Primary paroxysmal myoglobinuria precipitated by exercise or asthmatic attacks is reported in a man aged 37 years. This represents the 57th case of this disorder recorded in the medical literature. The presence of muscle pain and dark urine in this patient led us to suspect the diagnosis of primary myoglobinuria. The urine at this time contained no red blood cells or casts, but contained a benzidine positive pigmented protein while the plasma was free of hemoglobin, a situation strongly suggestive of myoglobinuria. Myoglobinuria was demonstrated conclusively during a typical attack by urine electrophoresis using the benzidine spray technique. Its presence was confirmed by ultracentrifugation and ultrafiltration of the patient''s urine.
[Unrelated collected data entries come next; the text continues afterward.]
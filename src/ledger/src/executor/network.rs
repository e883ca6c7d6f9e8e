//!
//! Requests peers send to this chain, answered from the last accepted
//! state. Every request carries a deadline; once it has passed the request
//! is dropped without an answer.
//!

use {
    super::Vm,
    crate::{
        data_model::{BlockHeight, NodeId, Staker, SubnetId, Timestamp, ValidatorEntry},
        error::{Error, Result},
    },
    serde::{Deserialize, Serialize},
    tracing::debug,
};

#[allow(missing_docs)]
#[derive(Clone, Debug, PartialEq, Eq, Serialize, Deserialize)]
pub enum AppRequest {
    CurrentHeight,
    ValidatorSet {
        height: BlockHeight,
        subnet_id: SubnetId,
    },
    Validator {
        subnet_id: SubnetId,
        node_id: NodeId,
    },
}

#[allow(missing_docs)]
#[derive(Clone, Debug, PartialEq, Eq, Serialize, Deserialize)]
pub enum AppResponse {
    CurrentHeight(BlockHeight),
    ValidatorSet {
        height: BlockHeight,
        validators: Vec<(NodeId, ValidatorEntry)>,
    },
    /// `None` when the node does not currently validate the subnet.
    Validator(Option<Staker>),
}

impl Vm {
    /// Answer `request` from `node`, or `None` once `deadline` has passed.
    pub fn app_request(
        &self,
        node: NodeId,
        deadline: Timestamp,
        request: &AppRequest,
    ) -> Result<Option<AppResponse>> {
        let now = self.clock.now();
        if now > deadline {
            debug!("dropping request from {}: deadline {} passed at {}", node, deadline, now);
            return Ok(None);
        }

        let chain = self.chain.read();
        let response = match request {
            AppRequest::CurrentHeight => AppResponse::CurrentHeight(chain.ledger.height()),
            AppRequest::ValidatorSet { height, subnet_id } => AppResponse::ValidatorSet {
                height: *height,
                validators: chain
                    .ledger
                    .validator_set_at(*height, subnet_id)?
                    .into_iter()
                    .collect(),
            },
            AppRequest::Validator { subnet_id, node_id } => {
                match chain.ledger.staking().current_validator(subnet_id, node_id) {
                    Ok(s) => AppResponse::Validator(Some(s)),
                    Err(Error::NotFound(_)) => AppResponse::Validator(None),
                    Err(e) => return Err(e),
                }
            }
        };
        Ok(Some(response))
    }

    /// [`Vm::app_request`] over JSON-encoded messages.
    pub fn app_request_bytes(
        &self,
        node: NodeId,
        deadline: Timestamp,
        request: &[u8],
    ) -> Result<Option<Vec<u8>>> {
        let request: AppRequest = serde_json::from_slice(request)?;
        self.app_request(node, deadline, &request)?
            .map(|r| serde_json::to_vec(&r).map_err(Error::from))
            .transpose()
    }
}
//!
//! Issued transactions waiting for a block, in issue order.
//!

use {
    crate::{
        data_model::{Tx, TxId},
        error::{Error, Result},
    },
    indexmap::IndexMap,
    lru::LruCache,
    std::num::NonZeroUsize,
};

const DROPPED_CACHE_SIZE: usize = 256;

/// Bounded, deduplicated transaction queue.
pub struct Mempool {
    txs: IndexMap<TxId, Tx>,
    capacity: usize,
    // why recently dropped transactions were dropped
    dropped: LruCache<TxId, String>,
}

impl Mempool {
    #[allow(missing_docs)]
    pub fn new(capacity: usize) -> Self {
        Mempool {
            txs: IndexMap::new(),
            capacity,
            dropped: LruCache::new(
                NonZeroUsize::new(DROPPED_CACHE_SIZE).unwrap_or(NonZeroUsize::MIN),
            ),
        }
    }

    #[allow(missing_docs)]
    pub fn add(&mut self, tx: Tx) -> Result<()> {
        let id = tx.id();
        if self.txs.contains_key(&id) {
            return Err(Error::Conflict(format!("tx {id} already in mempool")));
        }
        if self.txs.len() >= self.capacity {
            return Err(Error::Conflict("mempool is full".to_owned()));
        }
        self.dropped.pop(&id);
        self.txs.insert(id, tx);
        Ok(())
    }

    /// Remove without reordering what stays.
    pub fn remove(&mut self, id: &TxId) -> Option<Tx> {
        self.txs.shift_remove(id)
    }

    /// Remove a transaction that can never be included, remembering why.
    pub fn drop_tx(&mut self, id: &TxId, reason: String) {
        self.txs.shift_remove(id);
        self.dropped.put(*id, reason);
    }

    #[allow(missing_docs)]
    pub fn dropped_reason(&self, id: &TxId) -> Option<String> {
        self.dropped.peek(id).cloned()
    }

    #[allow(missing_docs)]
    pub fn contains(&self, id: &TxId) -> bool {
        self.txs.contains_key(id)
    }

    /// Pending transactions, oldest first.
    pub fn iter(&self) -> impl Iterator<Item = &Tx> {
        self.txs.values()
    }

    #[allow(missing_docs)]
    pub fn len(&self) -> usize {
        self.txs.len()
    }

    #[allow(missing_docs)]
    pub fn is_empty(&self) -> bool {
        self.txs.is_empty()
    }
}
Spectroscopic examination of the urine was unsatisfactory and the ammonium sulfate test of Blondheim was negative for myoglobin on two occasions, representing the first recorded failure of the Blondheim test to confirm the presence of myoglobin in a known instance of myoglobinuria. The onset of primary myoglobinuria is usually in the second or third decade of life. Seventy-five % of the reported cases have been in white men although 2 instances have been noted in negro women. The disease has been reported in families. The attacks begin with pain and weakness in the extremities followed by the passage of dark urine. Muscle wasting and myotonia have been recorded as manifestations of the disorder. Death due to acute renal failure has been noted in 22% of the reported cases.